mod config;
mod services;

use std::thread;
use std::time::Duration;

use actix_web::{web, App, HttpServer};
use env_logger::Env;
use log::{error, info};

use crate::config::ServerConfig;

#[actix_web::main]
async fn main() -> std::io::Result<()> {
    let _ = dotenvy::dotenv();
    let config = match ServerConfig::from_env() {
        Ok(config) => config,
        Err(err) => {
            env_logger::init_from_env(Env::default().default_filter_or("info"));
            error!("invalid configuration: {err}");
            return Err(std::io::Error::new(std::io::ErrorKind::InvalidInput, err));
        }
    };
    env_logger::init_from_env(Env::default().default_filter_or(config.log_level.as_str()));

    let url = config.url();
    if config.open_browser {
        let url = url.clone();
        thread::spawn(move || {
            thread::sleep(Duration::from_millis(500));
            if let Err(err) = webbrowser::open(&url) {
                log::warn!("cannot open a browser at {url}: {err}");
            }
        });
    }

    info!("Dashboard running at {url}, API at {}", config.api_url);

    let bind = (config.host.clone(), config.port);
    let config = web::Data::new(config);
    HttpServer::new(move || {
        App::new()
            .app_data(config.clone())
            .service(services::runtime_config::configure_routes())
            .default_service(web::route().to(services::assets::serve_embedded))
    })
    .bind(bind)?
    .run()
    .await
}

==

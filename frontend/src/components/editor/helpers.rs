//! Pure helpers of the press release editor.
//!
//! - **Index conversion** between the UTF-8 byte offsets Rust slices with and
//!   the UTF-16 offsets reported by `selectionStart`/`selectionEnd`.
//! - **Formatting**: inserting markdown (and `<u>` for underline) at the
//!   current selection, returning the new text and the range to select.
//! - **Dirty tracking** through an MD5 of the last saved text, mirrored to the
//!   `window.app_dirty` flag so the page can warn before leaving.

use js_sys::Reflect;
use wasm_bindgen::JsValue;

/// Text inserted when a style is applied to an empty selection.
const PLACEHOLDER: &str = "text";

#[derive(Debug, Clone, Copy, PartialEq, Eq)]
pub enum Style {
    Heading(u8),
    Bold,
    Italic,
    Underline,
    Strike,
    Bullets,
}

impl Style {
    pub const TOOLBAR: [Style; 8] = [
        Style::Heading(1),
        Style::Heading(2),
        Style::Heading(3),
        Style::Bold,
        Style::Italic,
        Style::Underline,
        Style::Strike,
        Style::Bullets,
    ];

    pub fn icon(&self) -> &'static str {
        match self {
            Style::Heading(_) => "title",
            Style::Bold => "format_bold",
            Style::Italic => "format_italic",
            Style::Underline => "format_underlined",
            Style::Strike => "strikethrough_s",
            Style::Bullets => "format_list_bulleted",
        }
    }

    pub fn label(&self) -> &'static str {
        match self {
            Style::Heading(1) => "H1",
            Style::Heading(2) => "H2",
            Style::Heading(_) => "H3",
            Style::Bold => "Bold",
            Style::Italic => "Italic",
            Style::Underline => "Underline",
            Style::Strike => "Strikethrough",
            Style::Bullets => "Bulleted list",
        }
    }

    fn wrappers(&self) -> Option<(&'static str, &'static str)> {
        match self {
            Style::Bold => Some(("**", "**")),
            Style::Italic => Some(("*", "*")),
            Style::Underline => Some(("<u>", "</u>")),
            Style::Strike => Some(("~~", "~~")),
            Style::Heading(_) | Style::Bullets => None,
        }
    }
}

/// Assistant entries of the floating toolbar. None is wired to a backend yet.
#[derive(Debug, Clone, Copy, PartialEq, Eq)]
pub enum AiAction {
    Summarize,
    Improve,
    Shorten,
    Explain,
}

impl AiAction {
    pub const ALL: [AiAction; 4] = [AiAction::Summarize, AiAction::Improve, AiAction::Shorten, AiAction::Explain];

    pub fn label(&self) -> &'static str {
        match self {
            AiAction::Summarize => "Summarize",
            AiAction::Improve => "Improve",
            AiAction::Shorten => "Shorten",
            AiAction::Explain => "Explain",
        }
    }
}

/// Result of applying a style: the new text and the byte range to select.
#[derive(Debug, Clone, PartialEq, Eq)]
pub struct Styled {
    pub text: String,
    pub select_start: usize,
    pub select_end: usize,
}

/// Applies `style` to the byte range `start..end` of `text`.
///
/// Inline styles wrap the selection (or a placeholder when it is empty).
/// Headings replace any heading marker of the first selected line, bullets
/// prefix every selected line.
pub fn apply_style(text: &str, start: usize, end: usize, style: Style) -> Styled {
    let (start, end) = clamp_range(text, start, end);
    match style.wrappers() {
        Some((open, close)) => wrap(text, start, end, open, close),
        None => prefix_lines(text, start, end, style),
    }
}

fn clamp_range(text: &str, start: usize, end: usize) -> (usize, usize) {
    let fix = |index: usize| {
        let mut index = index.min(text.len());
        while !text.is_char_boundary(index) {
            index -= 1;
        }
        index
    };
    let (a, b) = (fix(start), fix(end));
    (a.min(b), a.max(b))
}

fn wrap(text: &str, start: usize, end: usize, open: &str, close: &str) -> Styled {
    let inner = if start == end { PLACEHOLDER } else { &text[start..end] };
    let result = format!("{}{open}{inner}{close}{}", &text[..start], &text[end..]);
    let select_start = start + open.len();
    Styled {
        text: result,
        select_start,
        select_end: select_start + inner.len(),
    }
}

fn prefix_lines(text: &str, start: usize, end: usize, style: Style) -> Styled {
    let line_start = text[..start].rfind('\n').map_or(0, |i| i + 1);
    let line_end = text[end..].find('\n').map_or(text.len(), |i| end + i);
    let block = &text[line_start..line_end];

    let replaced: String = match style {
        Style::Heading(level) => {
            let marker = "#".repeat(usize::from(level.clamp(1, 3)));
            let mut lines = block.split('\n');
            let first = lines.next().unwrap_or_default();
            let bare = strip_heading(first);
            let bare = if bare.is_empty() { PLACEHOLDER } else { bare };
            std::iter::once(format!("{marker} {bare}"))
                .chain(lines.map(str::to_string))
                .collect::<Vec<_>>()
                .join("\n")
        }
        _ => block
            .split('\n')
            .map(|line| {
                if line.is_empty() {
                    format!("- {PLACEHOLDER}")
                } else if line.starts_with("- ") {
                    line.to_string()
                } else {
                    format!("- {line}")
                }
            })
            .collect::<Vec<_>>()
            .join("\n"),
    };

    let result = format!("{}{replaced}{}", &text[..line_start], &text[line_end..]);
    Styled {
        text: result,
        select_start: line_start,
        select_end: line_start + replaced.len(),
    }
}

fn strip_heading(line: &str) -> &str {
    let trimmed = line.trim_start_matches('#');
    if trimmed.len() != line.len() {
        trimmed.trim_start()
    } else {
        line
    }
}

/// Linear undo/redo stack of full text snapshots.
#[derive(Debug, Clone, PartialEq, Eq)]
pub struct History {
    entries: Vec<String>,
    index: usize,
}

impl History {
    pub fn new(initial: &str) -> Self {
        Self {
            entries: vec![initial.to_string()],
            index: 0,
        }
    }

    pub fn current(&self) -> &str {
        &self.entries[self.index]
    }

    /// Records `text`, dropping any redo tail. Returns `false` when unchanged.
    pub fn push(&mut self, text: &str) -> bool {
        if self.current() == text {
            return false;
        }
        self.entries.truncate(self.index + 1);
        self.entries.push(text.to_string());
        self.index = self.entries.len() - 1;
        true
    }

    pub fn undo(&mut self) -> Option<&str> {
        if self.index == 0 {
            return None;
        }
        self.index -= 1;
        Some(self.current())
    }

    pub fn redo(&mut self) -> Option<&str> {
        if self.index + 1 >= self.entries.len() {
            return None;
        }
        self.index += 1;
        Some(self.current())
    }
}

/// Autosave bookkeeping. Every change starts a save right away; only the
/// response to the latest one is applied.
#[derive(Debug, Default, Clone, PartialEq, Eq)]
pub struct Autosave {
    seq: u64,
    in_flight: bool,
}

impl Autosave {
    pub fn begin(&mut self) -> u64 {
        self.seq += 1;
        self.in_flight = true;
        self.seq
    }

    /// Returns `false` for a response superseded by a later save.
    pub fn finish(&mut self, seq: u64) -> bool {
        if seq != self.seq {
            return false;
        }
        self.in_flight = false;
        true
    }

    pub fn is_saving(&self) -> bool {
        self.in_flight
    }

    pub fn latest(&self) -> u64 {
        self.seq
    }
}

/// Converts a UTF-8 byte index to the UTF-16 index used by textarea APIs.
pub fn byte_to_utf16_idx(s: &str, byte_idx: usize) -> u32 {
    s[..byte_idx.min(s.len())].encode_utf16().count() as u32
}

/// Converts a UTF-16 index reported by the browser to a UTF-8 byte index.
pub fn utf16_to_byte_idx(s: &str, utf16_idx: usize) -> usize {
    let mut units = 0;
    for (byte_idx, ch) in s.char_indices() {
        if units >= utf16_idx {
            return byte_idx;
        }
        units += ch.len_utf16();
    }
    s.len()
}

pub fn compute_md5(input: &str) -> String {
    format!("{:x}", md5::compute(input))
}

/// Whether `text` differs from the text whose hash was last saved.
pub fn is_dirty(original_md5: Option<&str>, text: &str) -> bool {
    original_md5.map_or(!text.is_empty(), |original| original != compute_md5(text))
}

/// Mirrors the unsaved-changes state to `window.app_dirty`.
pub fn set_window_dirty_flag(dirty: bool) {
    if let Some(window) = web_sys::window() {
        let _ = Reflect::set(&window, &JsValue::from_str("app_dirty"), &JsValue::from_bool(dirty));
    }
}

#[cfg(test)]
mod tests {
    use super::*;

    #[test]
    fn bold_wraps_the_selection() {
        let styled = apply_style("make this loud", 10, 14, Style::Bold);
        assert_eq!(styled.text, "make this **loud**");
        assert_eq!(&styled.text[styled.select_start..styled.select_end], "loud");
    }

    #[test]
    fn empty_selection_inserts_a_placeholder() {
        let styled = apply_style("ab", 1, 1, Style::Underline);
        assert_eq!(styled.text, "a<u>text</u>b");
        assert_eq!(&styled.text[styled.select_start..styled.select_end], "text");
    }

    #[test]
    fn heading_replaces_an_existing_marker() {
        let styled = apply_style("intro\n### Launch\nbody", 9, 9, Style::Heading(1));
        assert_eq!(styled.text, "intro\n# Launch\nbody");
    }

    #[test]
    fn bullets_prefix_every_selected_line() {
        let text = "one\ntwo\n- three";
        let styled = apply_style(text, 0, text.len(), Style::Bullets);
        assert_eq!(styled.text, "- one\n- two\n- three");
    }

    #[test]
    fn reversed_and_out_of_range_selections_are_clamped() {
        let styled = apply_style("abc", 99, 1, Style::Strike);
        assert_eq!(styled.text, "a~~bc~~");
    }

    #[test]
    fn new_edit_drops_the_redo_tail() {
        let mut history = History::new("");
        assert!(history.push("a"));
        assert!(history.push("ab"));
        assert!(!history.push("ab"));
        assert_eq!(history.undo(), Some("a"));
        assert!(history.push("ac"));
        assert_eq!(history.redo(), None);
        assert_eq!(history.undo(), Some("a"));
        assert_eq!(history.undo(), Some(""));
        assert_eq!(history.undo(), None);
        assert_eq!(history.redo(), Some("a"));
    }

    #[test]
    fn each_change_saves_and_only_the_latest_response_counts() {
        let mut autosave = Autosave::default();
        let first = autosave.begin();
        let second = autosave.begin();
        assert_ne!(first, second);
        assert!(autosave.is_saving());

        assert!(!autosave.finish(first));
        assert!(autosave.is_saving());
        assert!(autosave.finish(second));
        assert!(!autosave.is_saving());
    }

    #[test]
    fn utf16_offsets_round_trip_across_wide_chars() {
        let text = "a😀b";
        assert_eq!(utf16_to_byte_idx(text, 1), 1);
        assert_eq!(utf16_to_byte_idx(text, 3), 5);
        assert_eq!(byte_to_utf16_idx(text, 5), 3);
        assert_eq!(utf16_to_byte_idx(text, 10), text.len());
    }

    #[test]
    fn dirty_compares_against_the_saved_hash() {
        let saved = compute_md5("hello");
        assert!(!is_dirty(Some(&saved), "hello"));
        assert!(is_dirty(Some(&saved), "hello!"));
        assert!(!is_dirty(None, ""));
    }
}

- Try it -
For the listing above, print only the lines starting at the line containing "let trimmed = line.trim_start_matches('#');" and ending at the line containing "self.entries.push(text.to_string());", exactly, both included.

- Answer for this exercise -
    let trimmed = line.trim_start_matches('#');
    if trimmed.len() != line.len() {
        trimmed.trim_start()
    } else {
        line
    }
}

/// Linear undo/redo stack of full text snapshots.
#[derive(Debug, Clone, PartialEq, Eq)]
pub struct History {
    entries: Vec<String>,
    index: usize,
}

impl History {
    pub fn new(initial: &str) -> Self {
        Self {
            entries: vec![initial.to_string()],
            index: 0,
        }
    }

    pub fn current(&self) -> &str {
        &self.entries[self.index]
    }

    /// Records `text`, dropping any redo tail. Returns `false` when unchanged.
    pub fn push(&mut self, text: &str) -> bool {
        if self.current() == text {
            return false;
        }
        self.entries.truncate(self.index + 1);
        self.entries.push(text.to_string());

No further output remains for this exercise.